PROBLEM TO WORK ON ::
Give every entry again, word for word and in full.

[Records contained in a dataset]
*****
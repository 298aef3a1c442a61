//! Background sync on reconnect.

use std::sync::Arc;

use tokio::task::JoinHandle;

use hsse_core::models::MutationPayload;
use hsse_core::traits::{IKeyValueStore, IRemoteSubmitter};

use super::OfflineQueue;

impl<M, S, R> OfflineQueue<M, S, R>
where
    M: MutationPayload,
    S: IKeyValueStore,
    R: IRemoteSubmitter<M>,
{
    /// Run `sync_all` once now if online, then on every offline -> online
    /// transition. Returns `None` when `auto_sync` is disabled.
    ///
    /// The task runs until aborted. Errors are logged, never returned.
    pub fn spawn_auto_sync(self: Arc<Self>) -> Option<JoinHandle<()>> {
        if !self.config.auto_sync {
            tracing::debug!("offline queue: auto-sync disabled");
            return None;
        }

        let mut rx = self.network.subscribe();
        Some(tokio::spawn(async move {
            if *rx.borrow_and_update() {
                self.sync_logged().await;
            }

            // The monitor only signals real changes, so waking up online
            // means we came back from offline (possibly several flips
            // coalesced into one wake-up).
            while rx.changed().await.is_ok() {
                let online = *rx.borrow_and_update();
                if online {
                    self.sync_logged().await;
                }
            }
        }))
    }

    async fn sync_logged(&self) {
        match self.sync_all().await {
            Ok(report) if report.ran() => {
                tracing::debug!(
                    synced = report.synced,
                    failed = report.failed,
                    "offline queue: auto-sync pass finished"
                );
            }
            Ok(_) => {}
            Err(e) => tracing::error!("offline queue: auto-sync failed to persist: {e}"),
        }
    }
}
*****
OUTPUT FOR THIS TASK ::
repository 298aef3a1c442a61
//! Background sync on reconnect.

use std::sync::Arc;

use tokio::task::JoinHandle;

use hsse_core::models::MutationPayload;
use hsse_core::traits::{IKeyValueStore, IRemoteSubmitter};

use super::OfflineQueue;

impl<M, S, R> OfflineQueue<M, S, R>
where
    M: MutationPayload,
    S: IKeyValueStore,
    R: IRemoteSubmitter<M>,
{
    /// Run `sync_all` once now if online, then on every offline -> online
    /// transition. Returns `None` when `auto_sync` is disabled.
    ///
    /// The task runs until aborted. Errors are logged, never returned.
    pub fn spawn_auto_sync(self: Arc<Self>) -> Option<JoinHandle<()>> {
        if !self.config.auto_sync {
            tracing::debug!("offline queue: auto-sync disabled");
            return None;
        }

        let mut rx = self.network.subscribe();
        Some(tokio::spawn(async move {
            if *rx.borrow_and_update() {
                self.sync_logged().await;
            }

            // The monitor only signals real changes, so waking up online
            // means we came back from offline (possibly several flips
            // coalesced into one wake-up).
            while rx.changed().await.is_ok() {
                let online = *rx.borrow_and_update();
                if online {
                    self.sync_logged().await;
                }
            }
        }))
    }

    async fn sync_logged(&self) {
        match self.sync_all().await {
            Ok(report) if report.ran() => {
                tracing::debug!(
                    synced = report.synced,
                    failed = report.failed,
                    "offline queue: auto-sync pass finished"
                );
            }
            Ok(_) => {}
            Err(e) => tracing::error!("offline queue: auto-sync failed to persist: {e}"),
        }
    }
}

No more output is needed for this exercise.